Капризное, сумасбродное создание, натура изменчивая, пылкая, загадочная, жрица любви, совсем недавно пережившая ту горькую минуту, когда однажды утром женщина замечает у себя первую морщинку, Щедрая Душа, еще в тумане оставшегося опьянения, которого она хотела, которое искала, чтобы утопить в нем какую-то неотвязную мысль, продолжала дразнить то одного, то другого своей обворожительной мордочкой и полной тайны улыбкой. Бросая кому-нибудь ироническое замечание, она смягчала его интонацией, в которой слышались слезы. Даря ласковое слово другому, вдруг отпускала циничную шутку, превращая свою ласку в насмешку, но при этом голос ее порой начинал дрожать, словно у маленькой девочки под ударами розги. Змеино-гибкая, вызывающе красивая, эта сумасбродка, эта профессиональная «воспламенительница» мужчин, вдруг прижималась на миг к кому-либо из гостей, давая ему услышать биенье своего сердца, потом внезапно отрывалась и, упав в глубокое кресло, протягивала для поцелуев ножку, просвечивавшую розовым сквозь белый шелковый ажурный чулок.
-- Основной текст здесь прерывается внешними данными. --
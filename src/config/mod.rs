//! Configuration management for secportal.
//!
//! Provides XDG-compliant paths and application settings.

mod settings;

pub use settings::{AppSettings, Paths};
И вдруг, окруженная поклонением мигом собравшихся вокруг нее мужчин, Щедрая Душа разразилась каким-то особенным смехом, предвещавшим торжественную расправу с одним из любовников — расправу, которую она любила совершать публично.
— Известно ли вам, как я называю теперь моего Плескуна?
Плескун — таково было первоначальное прозвище, придуманное для него Щедрой Душой, — являлся последним официальным ее обладателем, другом сердца трехнедельной давности.
— Я называю его «Командором ордена верующих»… Ну, скажите, разве моя кличка не идет этому простофиле?
И она вся затряслась от смеха.
— Скажите мне вот что, — тут же добавила она, — видел его кто-нибудь из вас после того, как он сломал себе передний зуб?.. Теперь это уже не рот, а настоящий люк.
И она захохотала громче прежнего.
— Мой любовник отлично пишет… Он стилист.
Щедрая Душа вынула из кармана два или три письма Плескуна и поцеловала их, одно за другим, с самыми забавными ужимками.
— Ничего не поделаешь, придется познакомить вас с его излияниями… Как вы знаете, мой Плескун — человек пунктуальный… Он пишет: «Вы должны принадлежать мне в три четверти восьмого…», нет, право же, его письма до того глупы… можно подумать, что он пишет их носом.
И Щедрая Душа принялась каждую свою фразу заканчивать детским «ням-ням»:
— О, господи, до чего у него тупой вид, когда он смотрит на меня влюбленными глазами, ням-ням… и все-таки он ни капельки не волнует меня, ням-ням… Как жаль, что сейчас не лето, я послала бы его решетом воду носить. Ведь этот дурачок на все согласен, ням-ням!.. Нет, я решительно не признаю выдохшихся мужчин… И никакой возможности его прогнать… Ведь я же говорила ему, что Карсонак ревнив.